Violence and paedophilia on Onlyfans, West’s suspicious silence
Suspicions about the Onlyfans platform have increased following the Reuters investigation, which revealed trafficking in violence and paedophilia. But despite this, a strange silence surrounds the social network. Could it be because it is based in Ukraine?
Given the great political controversy surrounding social networking sites - X, Facebook, Tik Tok - and the concerns expressed about the negative effects of their use, the silence of Western politicians and institutions on the OnlyFans platform is rather suspicious, despite ample evidence of a lucrative and illegal trade in pornography and child pornography. The suspicion is that this silence is linked to the fact that the platform is owned by Ukraine, where, even before the Russian invasion, the barbaric surrogacy market flourished for the benefit of tycoons and high-profile Western heterosexual and homosexual couples.
What makes the silence of 'OnlyFans' even more incomprehensible is the documentation of violence and trafficking surrounding this platform, provided by an in-depth journalistic investigation by the international news agency Reuters, covering the period from 13 March to 28 December 2024.

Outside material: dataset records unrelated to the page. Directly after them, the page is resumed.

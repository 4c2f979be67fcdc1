// ugBC - A retargetable BASIC compiler creating binaries for 8-bit home computers
// Copyright (C) 2026  Marcel Joachim Kloubert <marcel@kloubert.dev>
//
// This program is free software: you can redistribute it and/or modify
// it under the terms of the GNU Affero General Public License as published by
// the Free Software Foundation, either version 3 of the License, or
// (at your option) any later version.
//
// This program is distributed in the hope that it will be useful,
// but WITHOUT ANY WARRANTY; without even the implied warranty of
// MERCHANTABILITY or FITNESS FOR A PARTICULAR PURPOSE.  See the
// GNU Affero General Public License for more details.
//
// You should have received a copy of the GNU Affero General Public License
// along with this program.  If not, see <https://www.gnu.org/licenses/>.

//! External tools: assemblers, linkers and disk imagers.
//!
//! The compiler never links against the tools; it runs them as blocking
//! child processes through the [`Toolchain`] trait. [`ProcessToolchain`]
//! runs the real programs found in `PATH`, [`RecordingToolchain`] only
//! records the commands and fakes their output files.

use crate::backend::ToolCommand;
use crate::error::{CompileError, ErrorCode};
use std::fs;
use std::io;
use std::path::{Path, PathBuf};
use std::process::{Command, Stdio};
use thiserror::Error;

/// Programs a sandboxed compilation may run.
pub const SANDBOX_ALLOWED: &[&str] = &["ca65", "ld65", "asm6809", "decb", "dir2atr"];

#[derive(Debug, Error)]
pub enum ToolchainError {
    #[error("{0} not found in PATH")]
    NotFound(String),

    #[error("failed to run {program}: {source}")]
    Io {
        program: String,
        #[source]
        source: io::Error,
    },

    #[error("`{command}` failed with exit code {code}: {stderr}")]
    Failed {
        command: String,
        code: i32,
        stderr: String,
    },

    #[error("{0} may not run in sandbox mode")]
    Sandboxed(String),
}

impl From<ToolchainError> for CompileError {
    fn from(error: ToolchainError) -> Self {
        let code = match &error {
            ToolchainError::NotFound(_) => ErrorCode::ToolNotFound,
            ToolchainError::Io { .. } | ToolchainError::Failed { .. } => ErrorCode::ToolFailed,
            ToolchainError::Sandboxed(_) => ErrorCode::SandboxViolation,
        };
        CompileError::unlocated(code, error.to_string())
    }
}

/// What a tool printed.
#[derive(Debug, Clone, Default, PartialEq, Eq)]
pub struct ToolOutput {
    pub stdout: String,
    pub stderr: String,
}

pub trait Toolchain {
    /// Run `command` to completion.
    fn run(&mut self, command: &ToolCommand) -> Result<ToolOutput, ToolchainError>;
}

/// Runs the tools as child processes.
#[derive(Debug, Clone, Default)]
pub struct ProcessToolchain {
    pub sandbox: bool,
}

impl ProcessToolchain {
    pub fn new(sandbox: bool) -> Self {
        Self { sandbox }
    }
}

impl Toolchain for ProcessToolchain {
    fn run(&mut self, command: &ToolCommand) -> Result<ToolOutput, ToolchainError> {
        if self.sandbox && !SANDBOX_ALLOWED.contains(&command.program.as_str()) {
            return Err(ToolchainError::Sandboxed(command.program.clone()));
        }
        let program = which::which(&command.program)
            .map_err(|_| ToolchainError::NotFound(command.program.clone()))?;
        log::info!("running {}", command);

        let output = Command::new(&program)
            .args(&command.args)
            .stdout(Stdio::piped())
            .stderr(Stdio::piped())
            .output()
            .map_err(|source| ToolchainError::Io {
                program: command.program.clone(),
                source,
            })?;

        let result = ToolOutput {
            stdout: String::from_utf8_lossy(&output.stdout).into_owned(),
            stderr: String::from_utf8_lossy(&output.stderr).into_owned(),
        };
        if !output.status.success() {
            return Err(ToolchainError::Failed {
                command: command.to_string(),
                code: output.status.code().unwrap_or(-1),
                stderr: result.stderr.trim().to_string(),
            });
        }
        Ok(result)
    }
}

/// Flags whose next argument is a file the tool writes.
const OUTPUT_FLAGS: &[&str] = &["-o", "-Ln", "-s", "-l"];

/// Image files written by the disk imagers.
const IMAGE_EXTENSIONS: &[&str] = &["dsk", "atr"];

/// Records every command and writes stand-ins for the files it would create.
#[derive(Debug, Clone, Default)]
pub struct RecordingToolchain {
    pub commands: Vec<ToolCommand>,
    /// Bytes written to every `-o` output.
    pub binary: Vec<u8>,
    /// Text written to symbol files.
    pub symbols: String,
    /// Make the command of this program fail.
    pub failing: Option<String>,
}

impl RecordingToolchain {
    pub fn new() -> Self {
        Self {
            binary: vec![0x60],
            ..Self::default()
        }
    }

    pub fn programs(&self) -> Vec<&str> {
        self.commands.iter().map(|c| c.program.as_str()).collect()
    }

    fn outputs(command: &ToolCommand) -> Vec<(String, PathBuf)> {
        let mut outputs = Vec::new();
        for pair in command.args.windows(2) {
            if OUTPUT_FLAGS.contains(&pair[0].as_str()) {
                outputs.push((pair[0].clone(), PathBuf::from(&pair[1])));
            }
        }
        for arg in &command.args {
            let path = Path::new(arg);
            let image = path
                .extension()
                .and_then(|e| e.to_str())
                .map(|e| IMAGE_EXTENSIONS.contains(&e))
                .unwrap_or(false);
            if image && !path.exists() {
                outputs.push(("image".to_string(), path.to_path_buf()));
            }
        }
        outputs
    }
}

impl Toolchain for RecordingToolchain {
    fn run(&mut self, command: &ToolCommand) -> Result<ToolOutput, ToolchainError> {
        self.commands.push(command.clone());
        if self.failing.as_deref() == Some(command.program.as_str()) {
            return Err(ToolchainError::Failed {
                command: command.to_string(),
                code: 1,
                stderr: "recorded failure".to_string(),
            });
        }
        for (flag, path) in Self::outputs(command) {
            let contents: &[u8] = match flag.as_str() {
                "-o" | "image" => &self.binary,
                "-Ln" | "-s" => self.symbols.as_bytes(),
                _ => b"",
            };
            fs::write(&path, contents).map_err(|source| ToolchainError::Io {
                program: command.program.clone(),
                source,
            })?;
        }
        Ok(ToolOutput::default())
    }
}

The adults-only site has made many aspiring porn stars rich, despite several open investigations into the age verification of users, but Reuters found that at least 120 people have reported to US law enforcement that they were used in sexually explicit content on the site without their consent, including rape. Whereas, OnlyFans makes reassuring promises to the public, notably that it is strictly adults-only, with sophisticated measures to monitor every user, review all content and quickly remove and report any child pornography.
The files examined by the news agency cited more than 200 explicit videos and images of children, including some adults having oral sex with young children. In one case, several videos of a minor remained on the platform for more than a year. Naturally, Reuters had to highlight the many experiences and stories of financial ruin, family trauma and extreme behaviour of several thousand users who have fallen into the net of 'OnlyFans', despite the fact that CEO Keily Blair described the platform as a 'true community' where creators and subscribers have 'more pleasant, kinder and supportive conversations' than others. OnlyFans claims to allow content creators, particularly women, to monetise sexually explicit images and videos in a safe online environment.

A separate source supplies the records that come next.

/// Hires cells: one bit per pixel, two colors per 8x8 cell.
fn convert_hires(frame: &IndexedFrame) -> Result<Vec<u8>, ErrorCode> {
    let columns = frame.width / 8;
    let rows = frame.height / 8;
    let background = background(frame);
    let mut bitmap = Vec::with_capacity(columns * rows * 8);
    let mut screen = Vec::with_capacity(columns * rows);
    for row in 0..rows {
        for column in 0..columns {
            let colors = cell_colors(frame, column * 8, row * 8, 8);
            if colors.len() > 2 {
                return Err(ErrorCode::TooManyColors);
            }
            let (fg, bg) = match colors.as_slice() {
                [only] => (*only, *only),
                [a, b] if *a == background => (*b, *a),
                [a, b] => (*a, *b),
                _ => (background, background),
            };
            for y in row * 8..row * 8 + 8 {
                let mut byte = 0u8;
                for x in 0..8 {
                    if fg != bg && frame.hardware(column * 8 + x, y) == fg {
                        byte |= 0x80 >> x;
                    }
                }
                bitmap.push(byte);
            }
            screen.push(fg << 4 | bg);
        }
    }
    let mut data = vec![columns as u8, rows as u8, 1];
    data.extend(bitmap);
    data.extend(screen);
    Ok(data)
}

/// Multicolor cells: 4x8 double-wide pixels, the shared background
/// plus three colors per cell.
fn convert_multicolor(frame: &IndexedFrame) -> Result<Vec<u8>, ErrorCode> {
    let columns = frame.width / 4;
    let rows = frame.height / 8;
    let background = background(frame);
    let mut bitmap = Vec::with_capacity(columns * rows * 8);
    let mut screen = Vec::with_capacity(columns * rows);
    let mut colorram = Vec::with_capacity(columns * rows);
    for row in 0..rows {
        for column in 0..columns {
            let mut colors = cell_colors(frame, column * 4, row * 8, 4);
            colors.retain(|c| *c != background);
            if colors.len() > 3 {
                return Err(ErrorCode::TooManyColors);
            }
            let code = |color: u8| -> u8 {
                if color == background {
                    0
                } else {
                    colors.iter().position(|c| *c == color).map(|p| p as u8 + 1).unwrap_or(0)
                }
            };
            for y in row * 8..row * 8 + 8 {
                let mut byte = 0u8;
                for x in 0..4 {
                    byte |= code(frame.hardware(column * 4 + x, y)) << (6 - 2 * x);
                }
                bitmap.push(byte);
            }
            let color = |n: usize| colors.get(n).copied().unwrap_or(0);
            screen.push(color(0) << 4 | color(1));
            colorram.push(color(2));
        }
    }
    let mut data = vec![columns as u8, rows as u8, 2];
    data.extend(bitmap);
    data.extend(screen);
    data.extend(colorram);
    data.push(background);
    Ok(data)
}

impl Machine for Commodore64 {
    fn kind(&self) -> TargetKind {
        TargetKind::C64
    }

    fn name(&self) -> &'static str {
        "Commodore 64"
    }

    fn palette(&self) -> &'static [HardwareColor] {
        PALETTE
    }

    fn screen_modes(&self) -> &'static [ScreenMode] {
        MODES
    }

    fn default_mode(&self) -> u8 {
        1
    }

    fn memory_areas(&self) -> Vec<(u16, u16, MemoryAreaKind)> {
        vec![(0xCC00, 0xCFFF, MemoryAreaKind::Direct)]
    }

    fn load_address(&self, _format: OutputFormat) -> u16 {
        BASIC_START
    }

    fn ram_size(&self) -> usize {
        0x8000 - BASIC_START as usize
    }

    fn output_formats(&self) -> &'static [OutputFormat] {
        FORMATS
    }

    fn default_format(&self) -> OutputFormat {
        OutputFormat::Prg
    }

    fn defines(&self) -> Vec<(&'static str, String)> {
        vec![
            ("ZP_PTR0", "$FB".to_string()),
            ("ZP_PTR1", "$FD".to_string()),
            ("RANDOM_SOURCE", "$D012".to_string()),
        ]
    }

    fn library(&self) -> &'static [RuntimeModule] {
        C64_LIBRARY
    }

    fn routine(&self, op: MachineOp) -> Option<RoutineCall> {
        use MachineOp::*;
        let call = match op {
            Startup => RoutineCall::new("startup", "STARTUP", &[]),
            PrintChar => RoutineCall::new("text", "TEXTPUT", &[("TEXTC", 1)]),
            PrintNewline => RoutineCall::new("text", "TEXTNEWLINE", &[]),
            PrintTab => RoutineCall::new("text", "TEXTTAB", &[]),
            Locate => RoutineCall::new("text", "TEXTAT", &[("TEXTX", 1), ("TEXTY", 1)]),
            Cls => RoutineCall::new("text", "TEXTCLS", &[]),
            Pen => RoutineCall::new("text", "TEXTPEN", &[("TEXTC", 1)]),
            Paper => RoutineCall::new("text", "TEXTPAPER", &[("TEXTC", 1)]),
            Inkey => RoutineCall::new("input", "INKEY", &[]),
            WaitKey => RoutineCall::new("input", "WAITKEY", &[]),
            BitmapEnable => RoutineCall::new("bitmap", "BITMAPENABLE", &[("BITMAPMODE", 1)]),
            BitmapClear => RoutineCall::new("bitmap", "BITMAPCLEAR", &[]),
            Plot => RoutineCall::new("bitmap", "PLOT", &[("PLOTX", 2), ("PLOTY", 1), ("PLOTC", 1)]),
            ColorBorder => RoutineCall::new("video", "COLORBORDER", &[("VIDEOC", 1)]),
            ColorBackground => RoutineCall::new("video", "COLORBACKGROUND", &[("VIDEOC", 1)]),
            WaitVbl => RoutineCall::new("video", "WAITVBL", &[]),
            PutImage => RoutineCall::new(
                "image",
                "PUTIMAGE",
                &[("IMAGEPTR", 2), ("IMAGEX", 2), ("IMAGEY", 1)],
            ),
            SpriteEnable => RoutineCall::new("sprite", "SPRITEENABLE", &[("SPRITEN", 1)]),
            SpriteDisable => RoutineCall::new("sprite", "SPRITEDISABLE", &[("SPRITEN", 1)]),
            SpriteAt => RoutineCall::new(
                "sprite",
                "SPRITEAT",
                &[("SPRITEN", 1), ("SPRITEX", 2), ("SPRITEY", 1)],
            ),
            SpriteColor => RoutineCall::new("sprite", "SPRITECOLOR", &[("SPRITEN", 1), ("SPRITEC", 1)]),
            SpriteMulticolor => RoutineCall::new("sprite", "SPRITEMULTICOLOR", &[("SPRITEN", 1)]),
            SpriteMonocolor => RoutineCall::new("sprite", "SPRITEMONOCOLOR", &[("SPRITEN", 1)]),
            SpriteExpand => RoutineCall::new("sprite", "SPRITEEXPAND", &[("SPRITEN", 1)]),
            SpriteCompress => RoutineCall::new("sprite", "SPRITECOMPRESS", &[("SPRITEN", 1)]),
            SpriteData => RoutineCall::new("sprite", "SPRITEDATA", &[("SPRITEN", 1), ("SPRITEPTR", 2)]),
            PutTilemap => RoutineCall::new(
                "tiles",
                "PUTTILEMAP",
                &[("TILEMAPPTR", 2), ("TILEX", 1), ("TILEY", 1)],
            ),
            Volume => RoutineCall::new("audio", "AUDIOVOLUME", &[("AUDIOV", 1)]),
            Play => RoutineCall::new(
                "audio",
                "AUDIOPLAY",
                &[("AUDIOVOICES", 1), ("AUDIONOTE", 1), ("AUDIODURATION", 2)],
            ),
            SoundOn => RoutineCall::new("audio", "AUDIOON", &[]),
            SoundOff => RoutineCall::new("audio", "AUDIOOFF", &[]),
            Dload => RoutineCall::new("dload", "DLOAD", &[("DLOADNAME", 2), ("DLOADADDR", 2)]),
            TimerSet => RoutineCall::new(
                "timer",
                "TIMERSET",
                &[("TIMERPERIOD", 2), ("TIMERHANDLER", 2)],
            ),
            TimerOn => RoutineCall::new("timertick", "TIMERON", &[]),
            TimerOff => RoutineCall::new("timertick", "TIMEROFF", &[]),
        };
        Some(call)
    }

    fn encode_char(&self, c: char) -> u8 {
        match c {
            '\n' => 13,
            'a'..='z' => c.to_ascii_uppercase() as u8,
            ' '..='~' => c as u8,
            _ => b'?',
        }
    }

    fn sprite_count(&self) -> u8 {
        8
    }

    fn sprite_size(&self) -> (usize, usize) {
        (24, 21)
    }

    fn voices(&self) -> u8 {
        3
    }

    fn prologue(&self, load_address: u16) -> Vec<AsmLine> {
        if load_address != BASIC_START {
            return Vec::new();
        }
        // 10 SYS 2062
        vec![
            AsmLine::comment("BASIC stub: 10 SYS 2062"),
            AsmLine::directive(".word $080C"),
            AsmLine::directive(".word 10"),
            AsmLine::directive(".byte $9E,$20,$32,$30,$36,$32,$00"),
            AsmLine::directive(".word $0000"),
        ]
    }

    fn convert_frame(&self, mode: &ScreenMode, frame: &IndexedFrame) -> Result<Vec<u8>, ErrorCode> {
        match mode.id {
            1 => convert_hires(frame),
            2 => convert_multicolor(frame),
            _ => Err(ErrorCode::ScreenModeUnknown),
        }
    }

    fn convert_sprite(&self, frame: &IndexedFrame) -> Result<Vec<u8>, ErrorCode> {
        if frame.width > 24 || frame.height > 21 {
            return Err(ErrorCode::SpriteTooLarge);
        }
        let mut data = vec![0u8; 63];
        for y in 0..frame.height {
            for x in 0..frame.width {
                if frame.slot(x, y) != 0 {
                    data[y * 3 + x / 8] |= 0x80 >> (x % 8);
                }
            }
        }
        Ok(data)
    }

    fn build_commands(&self, paths: &BuildPaths) -> Vec<ToolCommand> {
        cc65_commands(paths)
    }
}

The Reuters investigation identified women who said they had been tricked, drugged, terrorised and sexually enslaved for financial gain. The findings are based on US police reports and international court filings, court cases and interviews with prosecutors, sex trafficking investigators and women who say they have been 'coerced and trafficked'.

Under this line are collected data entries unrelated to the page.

//! Surface analysis algorithms.
//!
//! This module contains the analysis stages, roughly in pipeline order:
//!
//! - **Region segmentation**: connected-region growing, fold extraction
//! - **Likelihood**: per-vertex fundus likelihood from depth and curvature
//! - **Anchors**: spaced high-likelihood points within a fold
//! - **Curves**: cheapest-path connection of anchors into fundus curves
//! - **Propagation**: graph-based spreading of seed labels
//! - **Boundaries**: label boundary extraction and segmentation
//! - **Realignment**: nudging label boundaries onto fundus curves
//! - **Spectra**: largest-fragment preparation for spectral backends
//! - **Fundi**: the assembled fold-to-fundus pipeline

pub mod anchors;
pub mod boundary;
pub mod curve;
pub mod fundi;
pub mod likelihood;
pub mod propagate;
pub mod realign;
pub mod region;
pub mod spectra;
pub(crate) mod sparse;

pub use anchors::{find_anchors, AnchorOptions, AnchorSpacing};
pub use boundary::{
    find_intersections, find_label_boundaries, find_label_boundary_segments,
    find_polyline_flanks, nearest_label_pair, segment_curve_by_labels, BoundarySegment,
    BoundarySegments,
};
pub use curve::{connect_anchors, ConnectOptions, FundusCurve};
pub use fundi::{extract_fundi, FundiOptions};
pub use likelihood::{compute_likelihood, LikelihoodOptions};
pub use propagate::{
    percent_agreement, propagate, AffinityKernel, AffinityMatrix, ColumnTermination, LabelTable,
    ProbabilisticAssignment, PropagateOptions, SeedLabels,
};
pub use realign::{
    assign_realigned_labels, determine_appropriate_segments, propagate_realignment,
    realign_label_boundaries, OverlapPolicy, RealignmentField, RealignOptions,
};
pub use region::{extract_folds, largest_segment, segment, SegmentOptions, Segmentation};
pub use spectra::{spectrum_of_largest, SpectralBackend};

Little attention has been paid to the cases identified by Reuters in the United States, where some women suffered weeks or months of alleged sexual slavery in ordinary looking homes in quiet communities. The victim was sometimes a boyfriend or girlfriend who was abused to supplement the family budget, fund the couple's retirement or pay for children's expenses, according to police or court reports. Sexually explicit images of minors are banned in most countries, including the United States, the United Kingdom and Canada, and violate 'OnlyFans' rules, which state that content depicting the exploitation or abuse of anyone under the age of 18 is prohibited, even if they are adults pretending to be minors. In mid-December, Reuters documented more than 150 instances where posts from different accounts used identical or nearly identical language to depict alleged child sexual abuse. Many of these posts, spread across 25 of the 49 accounts examined by Reuters, also shared the same emoji combinations.
With $1.3 billion in revenue and more than 300 million users, the company employs just a few dozen people, even as its user base has nearly quadrupled in recent years. Its billionaire owner, Ukrainian Leonid Radvinsky, is rarely seen in public or even mentioned in speeches by its CEO, 42-year-old Irish lawyer Keily Blair, a self-described "feminist and security nerd" who is set to take over in 2023. Business is booming. In 2023, content creators on the platform generated $6.6 billion. The $472 million dividend paid to Radvinsky was more than what Ralph Lauren made from the fashion company he founded and Phil Knight, co-founder of Nike, made from the sportswear giant combined.
There is no corporate cartel outside its London headquarters, and a significant but secretive part of its operations, including content moderation, is based in Ukraine, a country at war that the West is conspicuously funding, with no real control over the traceability of the funds, in craven complicity with the trafficking, abuse and human trafficking that flourishes there with impunity.
In the face of all this, do we really think that the main problem facing the Western world and democracies is the freedom of platform 'X' and the political views of Elon Musk?